> [What to do] Set down each line of the listing below exactly as it is written.

▼▼▼

//! CLI entrypoint for the-jury
//!
//! This is the main binary that wires together all layers using
//! dependency injection.

use anyhow::{Context, Result, anyhow, bail};
use clap::Parser;
use jury_application::{
    ConversationLogger, LlmGateway, NoConversationLogger, SummonJury, TrialOrchestrator,
    TrialRepository, TrialStore,
};
use jury_domain::{OutputFormat, Persona, Question, TrialStatus};
use jury_infrastructure::{
    ConfigLoader, FileConfig, GeminiConfig, GeminiGateway, InMemoryTrialRepository,
    JsonlConversationLogger, SqliteTrialRepository,
};
use jury_presentation::{
    Cli, ConsoleFormatter, NoProgress, ProgressReporter, SimpleProgress, SummonProgress,
    TrialProgress, follow_summons, follow_trial,
};
use std::io::IsTerminal;
use std::path::Path;
use std::sync::Arc;
use tokio_util::sync::CancellationToken;
use tracing::{info, warn};
use tracing_appender::non_blocking::WorkerGuard;
use tracing_subscriber::{EnvFilter, fmt, prelude::*};

#[tokio::main]
async fn main() -> Result<()> {
    let cli = Cli::parse();

    if cli.show_config {
        ConfigLoader::print_config_sources(cli.config.as_deref());
        return Ok(());
    }

    let config = if cli.no_config {
        ConfigLoader::load_defaults()
    } else {
        ConfigLoader::load(cli.config.as_deref())
            .map_err(|e| anyhow!("Failed to load configuration: {}", e))?
    };

    // Held for the whole run so buffered file logs are flushed on exit
    let _log_guard = init_tracing(cli.verbose, config.logging.log_dir.as_deref());

    config.validate().context("Invalid configuration")?;
    ConsoleFormatter::set_color(config.output.color);

    info!("Starting the-jury");

    if cli.personas {
        print!("{}", ConsoleFormatter::format_personas(&config.roster().snapshot()));
        return Ok(());
    }

    // === Dependency Injection ===
    let database = if cli.ephemeral {
        None
    } else {
        config.storage.database_path()
    };
    match database {
        Some(path) => {
            let repository = SqliteTrialRepository::open(&path)
                .await
                .with_context(|| format!("Failed to open trial database {}", path.display()))?;
            run(&cli, &config, Arc::new(repository)).await
        }
        None => run(&cli, &config, Arc::new(InMemoryTrialRepository::new())).await,
    }
}

/// Initialize logging based on verbosity level, plus an optional daily log file
fn init_tracing(verbose: u8, log_dir: Option<&Path>) -> Option<WorkerGuard> {
    let filter = match verbose {
        0 => EnvFilter::new("warn"),
        1 => EnvFilter::new("info"),
        2 => EnvFilter::new("debug"),
        _ => EnvFilter::new("trace"), // -vvv or more
    };

    let console = fmt::layer().with_target(false).with_writer(std::io::stderr);

    let (file, guard) = match log_dir {
        Some(dir) => {
            let appender = tracing_appender::rolling::daily(dir, "the-jury.log");
            let (writer, guard) = tracing_appender::non_blocking(appender);
            (
                Some(fmt::layer().with_ansi(false).with_writer(writer)),
                Some(guard),
            )
        }
        None => (None, None),
    };

    tracing_subscriber::registry()
        .with(filter)
        .with(console)
        .with(file)
        .init();

    guard
}

async fn run<R: TrialRepository + 'static>(
    cli: &Cli,
    config: &FileConfig,
    repository: Arc<R>,
) -> Result<()> {
    let logger: Arc<dyn ConversationLogger> = match config
        .logging
        .transcript_dir
        .as_deref()
        .and_then(JsonlConversationLogger::in_dir)
    {
        Some(logger) => Arc::new(logger),
        None => Arc::new(NoConversationLogger),
    };
    let store = Arc::new(TrialStore::new(repository).with_logger(logger));

    let format = cli
        .output
        .map(Into::into)
        .or(config.output.format)
        .unwrap_or_default();

    if cli.list {
        let trials = store.get_all().await;
        if let Some(error) = store.last_error() {
            bail!("Failed to load trials: {}", error);
        }
        print!("{}", ConsoleFormatter::format_trial_list(&trials));
        return Ok(());
    }

    if let Some(id) = &cli.show {
        let Some(trial) = store.get_trial(id).await else {
            bail!("Trial not found: {}", id);
        };
        println!("{}", ConsoleFormatter::render(&trial, format));
        return Ok(());
    }

    let Some(question) = cli.question.as_deref() else {
        bail!("A question is required. Try: the-jury \"Should I learn Rust?\"");
    };
    let question = Question::parse(question)?;

    let roster = config.roster();
    let personas = if cli.persona.is_empty() {
        roster.snapshot()
    } else {
        roster.select(&cli.persona)?
    };

    let api_key = config.model.api_key().with_context(|| {
        format!(
            "No API key found. Set {} to your Gemini API key.",
            config.model.api_key_env
        )
    })?;
    let gateway = Arc::new(GeminiGateway::new(
        GeminiConfig::new(api_key)
            .with_base_url(config.model.base_url.clone())
            .with_model(config.model.model.clone())
            .with_request_timeout(config.model.request_timeout()),
    )?);
    info!("Using model {}", gateway.model());

    if cli.quick {
        return summon(cli, config, gateway, &question, &personas, format).await;
    }

    let orchestrator = Arc::new(TrialOrchestrator::new(
        gateway,
        Arc::clone(&store),
        config.trial_params(),
    ));
    orchestrator.initialize().await;

    let snapshots = orchestrator.conduct_trial(question, personas);

    // Ctrl-C stops the trial; it is recorded as FAILED
    let stopper = Arc::clone(&orchestrator);
    let interrupt = tokio::spawn(async move {
        if tokio::signal::ctrl_c().await.is_ok() {
            for id in stopper.active_trials() {
                if let Err(e) = stopper.stop_trial(&id).await {
                    warn!("Failed to stop trial {}: {}", id, e);
                }
            }
        }
    });

    let progress: Box<dyn TrialProgress> = if cli.quiet {
        Box::new(NoProgress)
    } else if std::io::stderr().is_terminal() {
        Box::new(ProgressReporter::new())
    } else {
        Box::new(SimpleProgress::new())
    };

    let last = follow_trial(snapshots, progress.as_ref()).await;
    interrupt.abort();

    let Some(state) = last else {
        let reason = orchestrator
            .last_error()
            .borrow()
            .clone()
            .unwrap_or_else(|| "unknown error".to_string());
        bail!("The trial could not be started: {}", reason);
    };

    println!("{}", ConsoleFormatter::render(&state.trial, format));

    if state.trial.status == TrialStatus::Failed {
        bail!("Trial {} ended without a verdict", state.trial.id);
    }
    Ok(())
}

/// `--quick`: every persona answers once, nothing is stored
async fn summon<G: LlmGateway + 'static>(
    cli: &Cli,
    config: &FileConfig,
    gateway: Arc<G>,
    question: &Question,
    personas: &[Persona],
    format: OutputFormat,
) -> Result<()> {
    let jury = SummonJury::new(gateway, config.trial_params());
    let cancel = CancellationToken::new();
    let updates = jury.summon(question, personas, &cancel);

    let interrupt = tokio::spawn({
        let cancel = cancel.clone();
        async move {
            if tokio::signal::ctrl_c().await.is_ok() {
                cancel.cancel();
            }
        }
    });

    let progress: Box<dyn SummonProgress> = if cli.quiet {
        Box::new(NoProgress)
    } else if std::io::stderr().is_terminal() {
        Box::new(ProgressReporter::new())
    } else {
        Box::new(SimpleProgress::new())
    };

    let results = follow_summons(updates, personas, progress.as_ref()).await;
    interrupt.abort();

    println!(
        "{}",
        ConsoleFormatter::render_summons(question.content(), &results, personas, format)
    );

    if !results.iter().any(|r| r.is_usable()) {
        bail!("No persona answered");
    }
    Ok(())
}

▲▲▲

> [Exercise solution]
//! CLI entrypoint for the-jury
//!
//! This is the main binary that wires together all layers using
//! dependency injection.

use anyhow::{Context, Result, anyhow, bail};
use clap::Parser;
use jury_application::{
    ConversationLogger, LlmGateway, NoConversationLogger, SummonJury, TrialOrchestrator,
    TrialRepository, TrialStore,
};
use jury_domain::{OutputFormat, Persona, Question, TrialStatus};
use jury_infrastructure::{
    ConfigLoader, FileConfig, GeminiConfig, GeminiGateway, InMemoryTrialRepository,
    JsonlConversationLogger, SqliteTrialRepository,
};
use jury_presentation::{
    Cli, ConsoleFormatter, NoProgress, ProgressReporter, SimpleProgress, SummonProgress,
    TrialProgress, follow_summons, follow_trial,
};
use std::io::IsTerminal;
use std::path::Path;
use std::sync::Arc;
use tokio_util::sync::CancellationToken;
use tracing::{info, warn};
use tracing_appender::non_blocking::WorkerGuard;
use tracing_subscriber::{EnvFilter, fmt, prelude::*};

#[tokio::main]
async fn main() -> Result<()> {
    let cli = Cli::parse();

    if cli.show_config {
        ConfigLoader::print_config_sources(cli.config.as_deref());
        return Ok(());
    }

    let config = if cli.no_config {
        ConfigLoader::load_defaults()
    } else {
        ConfigLoader::load(cli.config.as_deref())
            .map_err(|e| anyhow!("Failed to load configuration: {}", e))?
    };

    // Held for the whole run so buffered file logs are flushed on exit
    let _log_guard = init_tracing(cli.verbose, config.logging.log_dir.as_deref());

    config.validate().context("Invalid configuration")?;
    ConsoleFormatter::set_color(config.output.color);

    info!("Starting the-jury");

    if cli.personas {
        print!("{}", ConsoleFormatter::format_personas(&config.roster().snapshot()));
        return Ok(());
    }

    // === Dependency Injection ===
    let database = if cli.ephemeral {
        None
    } else {
        config.storage.database_path()
    };
    match database {
        Some(path) => {
            let repository = SqliteTrialRepository::open(&path)
                .await
                .with_context(|| format!("Failed to open trial database {}", path.display()))?;
            run(&cli, &config, Arc::new(repository)).await
        }
        None => run(&cli, &config, Arc::new(InMemoryTrialRepository::new())).await,
    }
}

/// Initialize logging based on verbosity level, plus an optional daily log file
fn init_tracing(verbose: u8, log_dir: Option<&Path>) -> Option<WorkerGuard> {
    let filter = match verbose {
        0 => EnvFilter::new("warn"),
        1 => EnvFilter::new("info"),
        2 => EnvFilter::new("debug"),
        _ => EnvFilter::new("trace"), // -vvv or more
    };

    let console = fmt::layer().with_target(false).with_writer(std::io::stderr);

    let (file, guard) = match log_dir {
        Some(dir) => {
            let appender = tracing_appender::rolling::daily(dir, "the-jury.log");
            let (writer, guard) = tracing_appender::non_blocking(appender);
            (
                Some(fmt::layer().with_ansi(false).with_writer(writer)),
                Some(guard),
            )
        }
        None => (None, None),
    };

    tracing_subscriber::registry()
        .with(filter)
        .with(console)
        .with(file)
        .init();

    guard
}

async fn run<R: TrialRepository + 'static>(
    cli: &Cli,
    config: &FileConfig,
    repository: Arc<R>,
) -> Result<()> {
    let logger: Arc<dyn ConversationLogger> = match config
        .logging
        .transcript_dir
        .as_deref()
        .and_then(JsonlConversationLogger::in_dir)
    {
        Some(logger) => Arc::new(logger),
        None => Arc::new(NoConversationLogger),
    };
    let store = Arc::new(TrialStore::new(repository).with_logger(logger));

    let format = cli
        .output
        .map(Into::into)
        .or(config.output.format)
        .unwrap_or_default();

    if cli.list {
        let trials = store.get_all().await;
        if let Some(error) = store.last_error() {
            bail!("Failed to load trials: {}", error);
        }
        print!("{}", ConsoleFormatter::format_trial_list(&trials));
        return Ok(());
    }

    if let Some(id) = &cli.show {
        let Some(trial) = store.get_trial(id).await else {
            bail!("Trial not found: {}", id);
        };
        println!("{}", ConsoleFormatter::render(&trial, format));
        return Ok(());
    }

    let Some(question) = cli.question.as_deref() else {
        bail!("A question is required. Try: the-jury \"Should I learn Rust?\"");
    };
    let question = Question::parse(question)?;

    let roster = config.roster();
    let personas = if cli.persona.is_empty() {
        roster.snapshot()
    } else {
        roster.select(&cli.persona)?
    };

    let api_key = config.model.api_key().with_context(|| {
        format!(
            "No API key found. Set {} to your Gemini API key.",
            config.model.api_key_env
        )
    })?;
    let gateway = Arc::new(GeminiGateway::new(
        GeminiConfig::new(api_key)
            .with_base_url(config.model.base_url.clone())
            .with_model(config.model.model.clone())
            .with_request_timeout(config.model.request_timeout()),
    )?);
    info!("Using model {}", gateway.model());

    if cli.quick {
        return summon(cli, config, gateway, &question, &personas, format).await;
    }

    let orchestrator = Arc::new(TrialOrchestrator::new(
        gateway,
        Arc::clone(&store),
        config.trial_params(),
    ));
    orchestrator.initialize().await;

    let snapshots = orchestrator.conduct_trial(question, personas);

    // Ctrl-C stops the trial; it is recorded as FAILED
    let stopper = Arc::clone(&orchestrator);
    let interrupt = tokio::spawn(async move {
        if tokio::signal::ctrl_c().await.is_ok() {
            for id in stopper.active_trials() {
                if let Err(e) = stopper.stop_trial(&id).await {
                    warn!("Failed to stop trial {}: {}", id, e);
                }
            }
        }
    });

    let progress: Box<dyn TrialProgress> = if cli.quiet {
        Box::new(NoProgress)
    } else if std::io::stderr().is_terminal() {
        Box::new(ProgressReporter::new())
    } else {
        Box::new(SimpleProgress::new())
    };

    let last = follow_trial(snapshots, progress.as_ref()).await;
    interrupt.abort();

    let Some(state) = last else {
        let reason = orchestrator
            .last_error()
            .borrow()
            .clone()
            .unwrap_or_else(|| "unknown error".to_string());
        bail!("The trial could not be started: {}", reason);
    };

    println!("{}", ConsoleFormatter::render(&state.trial, format));

    if state.trial.status == TrialStatus::Failed {
        bail!("Trial {} ended without a verdict", state.trial.id);
    }
    Ok(())
}

/// `--quick`: every persona answers once, nothing is stored
async fn summon<G: LlmGateway + 'static>(
    cli: &Cli,
    config: &FileConfig,
    gateway: Arc<G>,
    question: &Question,
    personas: &[Persona],
    format: OutputFormat,
) -> Result<()> {
    let jury = SummonJury::new(gateway, config.trial_params());
    let cancel = CancellationToken::new();
    let updates = jury.summon(question, personas, &cancel);

    let interrupt = tokio::spawn({
        let cancel = cancel.clone();
        async move {
            if tokio::signal::ctrl_c().await.is_ok() {
                cancel.cancel();
            }
        }
    });

    let progress: Box<dyn SummonProgress> = if cli.quiet {
        Box::new(NoProgress)
    } else if std::io::stderr().is_terminal() {
        Box::new(ProgressReporter::new())
    } else {
        Box::new(SimpleProgress::new())
    };

    let results = follow_summons(updates, personas, progress.as_ref()).await;
    interrupt.abort();

    println!(
        "{}",
        ConsoleFormatter::render_summons(question.content(), &results, personas, format)
    );

    if !results.iter().any(|r| r.is_usable()) {
        bail!("No persona answered");
    }
    Ok(())
}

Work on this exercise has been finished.